● What the task asks
Output the data in full. Keep every entry exactly as written.

Items listed in a dataset
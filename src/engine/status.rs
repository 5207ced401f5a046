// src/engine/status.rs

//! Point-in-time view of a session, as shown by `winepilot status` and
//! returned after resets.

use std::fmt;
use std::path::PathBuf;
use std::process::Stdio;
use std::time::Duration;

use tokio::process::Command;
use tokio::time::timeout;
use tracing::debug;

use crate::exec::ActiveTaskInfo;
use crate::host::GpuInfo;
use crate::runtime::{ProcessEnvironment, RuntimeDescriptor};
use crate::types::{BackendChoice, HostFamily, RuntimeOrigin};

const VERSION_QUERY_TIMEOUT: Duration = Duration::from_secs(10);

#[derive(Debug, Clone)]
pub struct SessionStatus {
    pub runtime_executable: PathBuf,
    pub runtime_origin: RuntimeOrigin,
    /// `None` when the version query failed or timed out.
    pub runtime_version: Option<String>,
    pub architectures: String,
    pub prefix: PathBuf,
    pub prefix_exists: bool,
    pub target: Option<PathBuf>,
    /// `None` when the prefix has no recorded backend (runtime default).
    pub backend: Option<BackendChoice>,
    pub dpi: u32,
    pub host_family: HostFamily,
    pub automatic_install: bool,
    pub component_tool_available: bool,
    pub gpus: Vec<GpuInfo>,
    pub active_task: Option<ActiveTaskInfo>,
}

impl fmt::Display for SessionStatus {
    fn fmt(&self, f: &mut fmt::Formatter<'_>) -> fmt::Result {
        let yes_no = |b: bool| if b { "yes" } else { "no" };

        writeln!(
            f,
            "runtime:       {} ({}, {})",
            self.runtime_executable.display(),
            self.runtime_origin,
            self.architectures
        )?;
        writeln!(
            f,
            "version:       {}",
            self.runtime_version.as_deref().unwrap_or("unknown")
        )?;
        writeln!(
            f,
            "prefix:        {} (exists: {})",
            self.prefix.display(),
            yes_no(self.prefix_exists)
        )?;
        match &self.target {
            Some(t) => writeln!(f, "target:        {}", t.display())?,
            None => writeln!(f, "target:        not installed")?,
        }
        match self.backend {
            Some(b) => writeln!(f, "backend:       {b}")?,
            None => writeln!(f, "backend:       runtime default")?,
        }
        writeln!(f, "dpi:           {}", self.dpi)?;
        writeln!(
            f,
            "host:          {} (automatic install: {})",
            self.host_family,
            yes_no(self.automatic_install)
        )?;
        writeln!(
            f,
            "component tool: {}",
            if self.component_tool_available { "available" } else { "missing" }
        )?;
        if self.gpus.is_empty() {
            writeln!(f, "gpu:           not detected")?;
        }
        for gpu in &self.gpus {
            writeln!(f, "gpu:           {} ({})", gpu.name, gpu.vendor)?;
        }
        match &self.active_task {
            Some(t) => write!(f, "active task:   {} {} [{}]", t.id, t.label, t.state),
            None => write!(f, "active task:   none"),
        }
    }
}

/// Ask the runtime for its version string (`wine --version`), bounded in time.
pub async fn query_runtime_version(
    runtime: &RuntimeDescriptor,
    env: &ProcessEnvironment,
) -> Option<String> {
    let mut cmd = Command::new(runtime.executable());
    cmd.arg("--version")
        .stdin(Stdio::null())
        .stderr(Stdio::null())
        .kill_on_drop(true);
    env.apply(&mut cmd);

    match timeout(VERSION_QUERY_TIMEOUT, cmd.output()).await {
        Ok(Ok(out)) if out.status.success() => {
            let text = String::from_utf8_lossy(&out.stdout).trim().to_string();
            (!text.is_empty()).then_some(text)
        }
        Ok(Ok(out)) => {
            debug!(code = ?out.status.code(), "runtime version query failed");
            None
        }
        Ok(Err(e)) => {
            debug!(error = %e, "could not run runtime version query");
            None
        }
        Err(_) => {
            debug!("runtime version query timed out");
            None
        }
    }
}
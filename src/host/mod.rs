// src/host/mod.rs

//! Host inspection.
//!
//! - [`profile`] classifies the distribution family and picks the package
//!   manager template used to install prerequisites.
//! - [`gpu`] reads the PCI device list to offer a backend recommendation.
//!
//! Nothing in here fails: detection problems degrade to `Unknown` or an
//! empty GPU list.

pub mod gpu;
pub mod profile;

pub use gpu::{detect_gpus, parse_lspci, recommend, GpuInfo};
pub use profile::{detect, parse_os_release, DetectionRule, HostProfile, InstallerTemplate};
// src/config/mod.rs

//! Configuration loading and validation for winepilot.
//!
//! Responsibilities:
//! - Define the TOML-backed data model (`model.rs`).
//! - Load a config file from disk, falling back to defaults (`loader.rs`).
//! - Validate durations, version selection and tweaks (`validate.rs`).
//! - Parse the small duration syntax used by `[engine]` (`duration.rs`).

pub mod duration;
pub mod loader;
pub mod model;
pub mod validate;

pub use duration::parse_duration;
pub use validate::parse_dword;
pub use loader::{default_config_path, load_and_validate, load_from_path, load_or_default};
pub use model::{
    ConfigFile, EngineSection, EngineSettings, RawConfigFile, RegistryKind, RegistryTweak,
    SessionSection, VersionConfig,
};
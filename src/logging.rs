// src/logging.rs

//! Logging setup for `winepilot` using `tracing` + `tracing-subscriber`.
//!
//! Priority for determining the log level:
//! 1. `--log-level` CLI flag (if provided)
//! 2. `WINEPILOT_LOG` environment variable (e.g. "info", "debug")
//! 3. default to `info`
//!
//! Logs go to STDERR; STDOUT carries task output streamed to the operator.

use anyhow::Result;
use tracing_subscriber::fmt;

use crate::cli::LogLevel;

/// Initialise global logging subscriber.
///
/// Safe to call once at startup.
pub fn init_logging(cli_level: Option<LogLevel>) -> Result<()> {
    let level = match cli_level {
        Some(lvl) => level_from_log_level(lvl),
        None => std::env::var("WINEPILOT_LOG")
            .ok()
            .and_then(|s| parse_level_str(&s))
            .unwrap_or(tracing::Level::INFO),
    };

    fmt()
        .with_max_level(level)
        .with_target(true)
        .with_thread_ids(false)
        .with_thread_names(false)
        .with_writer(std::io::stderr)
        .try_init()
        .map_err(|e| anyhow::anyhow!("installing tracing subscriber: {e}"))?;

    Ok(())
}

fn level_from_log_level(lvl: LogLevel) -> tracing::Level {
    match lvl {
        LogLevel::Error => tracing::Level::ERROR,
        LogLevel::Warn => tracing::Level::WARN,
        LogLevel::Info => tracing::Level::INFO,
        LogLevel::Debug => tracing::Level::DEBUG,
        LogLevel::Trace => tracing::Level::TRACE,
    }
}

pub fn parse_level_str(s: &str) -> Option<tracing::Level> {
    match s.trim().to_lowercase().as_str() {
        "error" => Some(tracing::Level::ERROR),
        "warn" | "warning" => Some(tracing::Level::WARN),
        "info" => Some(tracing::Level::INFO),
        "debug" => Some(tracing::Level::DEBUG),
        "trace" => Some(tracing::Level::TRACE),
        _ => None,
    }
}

● Answer area
filename src/engine/status.rs
repository 5207ced401f5a046
// src/engine/status.rs

//! Point-in-time view of a session, as shown by `winepilot status` and
//! returned after resets.

use std::fmt;
use std::path::PathBuf;
use std::process::Stdio;
use std::time::Duration;

use tokio::process::Command;
use tokio::time::timeout;
use tracing::debug;

use crate::exec::ActiveTaskInfo;
use crate::host::GpuInfo;
use crate::runtime::{ProcessEnvironment, RuntimeDescriptor};
use crate::types::{BackendChoice, HostFamily, RuntimeOrigin};

const VERSION_QUERY_TIMEOUT: Duration = Duration::from_secs(10);

#[derive(Debug, Clone)]
pub struct SessionStatus {
    pub runtime_executable: PathBuf,
    pub runtime_origin: RuntimeOrigin,
    /// `None` when the version query failed or timed out.
    pub runtime_version: Option<String>,
    pub architectures: String,
    pub prefix: PathBuf,
    pub prefix_exists: bool,
    pub target: Option<PathBuf>,
    /// `None` when the prefix has no recorded backend (runtime default).
    pub backend: Option<BackendChoice>,
    pub dpi: u32,
    pub host_family: HostFamily,
    pub automatic_install: bool,
    pub component_tool_available: bool,
    pub gpus: Vec<GpuInfo>,
    pub active_task: Option<ActiveTaskInfo>,
}

impl fmt::Display for SessionStatus {
    fn fmt(&self, f: &mut fmt::Formatter<'_>) -> fmt::Result {
        let yes_no = |b: bool| if b { "yes" } else { "no" };

        writeln!(
            f,
            "runtime:       {} ({}, {})",
            self.runtime_executable.display(),
            self.runtime_origin,
            self.architectures
        )?;
        writeln!(
            f,
            "version:       {}",
            self.runtime_version.as_deref().unwrap_or("unknown")
        )?;
        writeln!(
            f,
            "prefix:        {} (exists: {})",
            self.prefix.display(),
            yes_no(self.prefix_exists)
        )?;
        match &self.target {
            Some(t) => writeln!(f, "target:        {}", t.display())?,
            None => writeln!(f, "target:        not installed")?,
        }
        match self.backend {
            Some(b) => writeln!(f, "backend:       {b}")?,
            None => writeln!(f, "backend:       runtime default")?,
        }
        writeln!(f, "dpi:           {}", self.dpi)?;
        writeln!(
            f,
            "host:          {} (automatic install: {})",
            self.host_family,
            yes_no(self.automatic_install)
        )?;
        writeln!(
            f,
            "component tool: {}",
            if self.component_tool_available { "available" } else { "missing" }
        )?;
        if self.gpus.is_empty() {
            writeln!(f, "gpu:           not detected")?;
        }
        for gpu in &self.gpus {
            writeln!(f, "gpu:           {} ({})", gpu.name, gpu.vendor)?;
        }
        match &self.active_task {
            Some(t) => write!(f, "active task:   {} {} [{}]", t.id, t.label, t.state),
            None => write!(f, "active task:   none"),
        }
    }
}

/// Ask the runtime for its version string (`wine --version`), bounded in time.
pub async fn query_runtime_version(
    runtime: &RuntimeDescriptor,
    env: &ProcessEnvironment,
) -> Option<String> {
    let mut cmd = Command::new(runtime.executable());
    cmd.arg("--version")
        .stdin(Stdio::null())
        .stderr(Stdio::null())
        .kill_on_drop(true);
    env.apply(&mut cmd);

    match timeout(VERSION_QUERY_TIMEOUT, cmd.output()).await {
        Ok(Ok(out)) if out.status.success() => {
            let text = String::from_utf8_lossy(&out.stdout).trim().to_string();
            (!text.is_empty()).then_some(text)
        }
        Ok(Ok(out)) => {
            debug!(code = ?out.status.code(), "runtime version query failed");
            None
        }
        Ok(Err(e)) => {
            debug!(error = %e, "could not run runtime version query");
            None
        }
        Err(_) => {
            debug!("runtime version query timed out");
            None
        }
    }
}
filename src/host/mod.rs
// src/host/mod.rs

//! Host inspection.
//!
//! - [`profile`] classifies the distribution family and picks the package
//!   manager template used to install prerequisites.
//! - [`gpu`] reads the PCI device list to offer a backend recommendation.
//!
//! Nothing in here fails: detection problems degrade to `Unknown` or an
//! empty GPU list.

pub mod gpu;
pub mod profile;

pub use gpu::{detect_gpus, parse_lspci, recommend, GpuInfo};
pub use profile::{detect, parse_os_release, DetectionRule, HostProfile, InstallerTemplate};
// src/config/mod.rs

//! Configuration loading and validation for winepilot.
//!
//! Responsibilities:
//! - Define the TOML-backed data model (`model.rs`).
//! - Load a config file from disk, falling back to defaults (`loader.rs`).
//! - Validate durations, version selection and tweaks (`validate.rs`).
//! - Parse the small duration syntax used by `[engine]` (`duration.rs`).

pub mod duration;
pub mod loader;
pub mod model;
pub mod validate;

pub use duration::parse_duration;
pub use validate::parse_dword;
pub use loader::{default_config_path, load_and_validate, load_from_path, load_or_default};
pub use model::{
    ConfigFile, EngineSection, EngineSettings, RawConfigFile, RegistryKind, RegistryTweak,
    SessionSection, VersionConfig,
};
filename src/logging.rs
// src/logging.rs

//! Logging setup for `winepilot` using `tracing` + `tracing-subscriber`.
//!
//! Priority for determining the log level:
//! 1. `--log-level` CLI flag (if provided)
//! 2. `WINEPILOT_LOG` environment variable (e.g. "info", "debug")
//! 3. default to `info`
//!
//! Logs go to STDERR; STDOUT carries task output streamed to the operator.

use anyhow::Result;
use tracing_subscriber::fmt;

use crate::cli::LogLevel;

/// Initialise global logging subscriber.
///
/// Safe to call once at startup.
pub fn init_logging(cli_level: Option<LogLevel>) -> Result<()> {
    let level = match cli_level {
        Some(lvl) => level_from_log_level(lvl),
        None => std::env::var("WINEPILOT_LOG")
            .ok()
            .and_then(|s| parse_level_str(&s))
            .unwrap_or(tracing::Level::INFO),
    };

    fmt()
        .with_max_level(level)
        .with_target(true)
        .with_thread_ids(false)
        .with_thread_names(false)
        .with_writer(std::io::stderr)
        .try_init()
        .map_err(|e| anyhow::anyhow!("installing tracing subscriber: {e}"))?;

    Ok(())
}

fn level_from_log_level(lvl: LogLevel) -> tracing::Level {
    match lvl {
        LogLevel::Error => tracing::Level::ERROR,
        LogLevel::Warn => tracing::Level::WARN,
        LogLevel::Info => tracing::Level::INFO,
        LogLevel::Debug => tracing::Level::DEBUG,
        LogLevel::Trace => tracing::Level::TRACE,
    }
}

pub fn parse_level_str(s: &str) -> Option<tracing::Level> {
    match s.trim().to_lowercase().as_str() {
        "error" => Some(tracing::Level::ERROR),
        "warn" | "warning" => Some(tracing::Level::WARN),
        "info" => Some(tracing::Level::INFO),
        "debug" => Some(tracing::Level::DEBUG),
        "trace" => Some(tracing::Level::TRACE),
        _ => None,
    }
}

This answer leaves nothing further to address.